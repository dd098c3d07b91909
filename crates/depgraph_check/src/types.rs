use depgraph_core::{DependencyGraph, ResolvedPatterns};
use std::path::PathBuf;

#[derive(Debug, Clone)]
pub struct CheckResult {
    /// Initialized project root; node ids are relative to it
    pub root: PathBuf,
    pub graph: DependencyGraph,
    /// Files that were parsed into graph nodes
    pub files_analyzed: usize,
    /// Exclusion patterns the run used, with their source
    pub exclude: ResolvedPatterns,
}

impl CheckResult {
    pub fn has_cycles(&self) -> bool {
        self.graph.has_cycles()
    }
}
//! Dependency graph check for JavaScript/TypeScript projects.
//!
//! This crate wires [`depgraph_core`] to a command line: it resolves the
//! project root, runs the analysis and prints the resulting graph as a tree,
//! a summary of circular dependencies, or JSON.
//!
//! # Examples
//!
//! ## Basic Usage
//!
//! ```no_run
//! use depgraph_check::{Config, WorkspaceArgs, run_dependency_graph_check};
//! use std::io::{BufWriter, Write};
//!
//! # fn main() -> anyhow::Result<()> {
//! let cfg = Config {
//!     workspace: WorkspaceArgs {
//!         root: Some(std::path::PathBuf::from("/path/to/project")),
//!         exclude: Vec::new(),
//!     },
//!     filter: Some("src".to_string()),
//!     json: false,
//!     fail_on_cycle: true,
//! };
//!
//! let result = run_dependency_graph_check(cfg, None)?;
//!
//! if result.has_cycles() {
//!     // Use buffered output for better performance
//!     let mut stdout = BufWriter::new(std::io::stdout());
//!     depgraph_check::print_summary(&mut stdout, &result.graph, &result.root)?;
//!     stdout.flush()?;
//! }
//! # Ok(())
//! # }
//! ```

mod checker;
mod config;
mod reporter;
mod types;

// Re-export public API
pub use checker::{run_dependency_graph_check, run_ignore_patterns};
pub use config::{Config, IgnorePatternsConfig, WorkspaceArgs};
pub use reporter::{
    print_dependency_tree, print_ignore_patterns, print_no_cycles_message, print_summary,
    write_json,
};
pub use types::CheckResult;
use std::path::{Component, Path, PathBuf};

/// Create a relative path from `base` to `target`
pub fn make_relative(target: &Path, base: &Path) -> Option<PathBuf> {
    let mut target_components = target.components();
    let mut base_components = base.components();

    let mut common_prefix_len = 0;
    let mut target_parts = Vec::new();
    let mut base_parts = Vec::new();

    loop {
        match (target_components.next(), base_components.next()) {
            (Some(t), Some(b)) if t == b => {
                common_prefix_len += 1;
            }
            (Some(t), Some(b)) => {
                target_parts.push(t);
                base_parts.push(b);
                break;
            }
            (Some(t), None) => {
                target_parts.push(t);
                break;
            }
            (None, Some(b)) => {
                // target is an ancestor of base
                base_parts.push(b);
                break;
            }
            (None, None) => {
                return Some(PathBuf::from("."));
            }
        }
    }

    target_parts.extend(target_components);
    base_parts.extend(base_components);

    if common_prefix_len == 0 && target.components().next() != base.components().next() {
        return None;
    }

    let mut result = PathBuf::new();
    for _ in &base_parts {
        result.push("..");
    }
    for component in target_parts {
        match component {
            Component::Normal(p) => result.push(p),
            Component::ParentDir => result.push(".."),
            Component::CurDir | Component::RootDir | Component::Prefix(_) => {}
        }
    }

    if result.as_os_str().is_empty() { Some(PathBuf::from(".")) } else { Some(result) }
}

/// Graph id of `path`: its location relative to `root`, `/`-separated.
///
/// Falls back to the path itself when no relative form exists (different
/// drive prefixes on Windows).
pub fn workspace_id(root: &Path, path: &Path) -> String {
    let relative = make_relative(path, root).unwrap_or_else(|| path.to_path_buf());
    relative
        .components()
        .map(|c| c.as_os_str().to_string_lossy().into_owned())
        .collect::<Vec<_>>()
        .join("/")
}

--- --- ---

Repeat the data in its entirety, character for character.

> Answer to the exercise
repository dd098c3d07b91909
filename crates/depgraph_check/src/types.rs
use depgraph_core::{DependencyGraph, ResolvedPatterns};
use std::path::PathBuf;

#[derive(Debug, Clone)]
pub struct CheckResult {
    /// Initialized project root; node ids are relative to it
    pub root: PathBuf,
    pub graph: DependencyGraph,
    /// Files that were parsed into graph nodes
    pub files_analyzed: usize,
    /// Exclusion patterns the run used, with their source
    pub exclude: ResolvedPatterns,
}

impl CheckResult {
    pub fn has_cycles(&self) -> bool {
        self.graph.has_cycles()
    }
}
//! Dependency graph check for JavaScript/TypeScript projects.
//!
//! This crate wires [`depgraph_core`] to a command line: it resolves the
//! project root, runs the analysis and prints the resulting graph as a tree,
//! a summary of circular dependencies, or JSON.
//!
//! # Examples
//!
//! ## Basic Usage
//!
//! ```no_run
//! use depgraph_check::{Config, WorkspaceArgs, run_dependency_graph_check};
//! use std::io::{BufWriter, Write};
//!
//! # fn main() -> anyhow::Result<()> {
//! let cfg = Config {
//!     workspace: WorkspaceArgs {
//!         root: Some(std::path::PathBuf::from("/path/to/project")),
//!         exclude: Vec::new(),
//!     },
//!     filter: Some("src".to_string()),
//!     json: false,
//!     fail_on_cycle: true,
//! };
//!
//! let result = run_dependency_graph_check(cfg, None)?;
//!
//! if result.has_cycles() {
//!     // Use buffered output for better performance
//!     let mut stdout = BufWriter::new(std::io::stdout());
//!     depgraph_check::print_summary(&mut stdout, &result.graph, &result.root)?;
//!     stdout.flush()?;
//! }
//! # Ok(())
//! # }
//! ```

mod checker;
mod config;
mod reporter;
mod types;

// Re-export public API
pub use checker::{run_dependency_graph_check, run_ignore_patterns};
pub use config::{Config, IgnorePatternsConfig, WorkspaceArgs};
pub use reporter::{
    print_dependency_tree, print_ignore_patterns, print_no_cycles_message, print_summary,
    write_json,
};
pub use types::CheckResult;
use std::path::{Component, Path, PathBuf};

/// Create a relative path from `base` to `target`
pub fn make_relative(target: &Path, base: &Path) -> Option<PathBuf> {
    let mut target_components = target.components();
    let mut base_components = base.components();

    let mut common_prefix_len = 0;
    let mut target_parts = Vec::new();
    let mut base_parts = Vec::new();

    loop {
        match (target_components.next(), base_components.next()) {
            (Some(t), Some(b)) if t == b => {
                common_prefix_len += 1;
            }
            (Some(t), Some(b)) => {
                target_parts.push(t);
                base_parts.push(b);
                break;
            }
            (Some(t), None) => {
                target_parts.push(t);
                break;
            }
            (None, Some(b)) => {
                // target is an ancestor of base
                base_parts.push(b);
                break;
            }
            (None, None) => {
                return Some(PathBuf::from("."));
            }
        }
    }

    target_parts.extend(target_components);
    base_parts.extend(base_components);

    if common_prefix_len == 0 && target.components().next() != base.components().next() {
        return None;
    }

    let mut result = PathBuf::new();
    for _ in &base_parts {
        result.push("..");
    }
    for component in target_parts {
        match component {
            Component::Normal(p) => result.push(p),
            Component::ParentDir => result.push(".."),
            Component::CurDir | Component::RootDir | Component::Prefix(_) => {}
        }
    }

    if result.as_os_str().is_empty() { Some(PathBuf::from(".")) } else { Some(result) }
}

/// Graph id of `path`: its location relative to `root`, `/`-separated.
///
/// Falls back to the path itself when no relative form exists (different
/// drive prefixes on Windows).
pub fn workspace_id(root: &Path, path: &Path) -> String {
    let relative = make_relative(path, root).unwrap_or_else(|| path.to_path_buf());
    relative
        .components()
        .map(|c| c.as_os_str().to_string_lossy().into_owned())
        .collect::<Vec<_>>()
        .join("/")
}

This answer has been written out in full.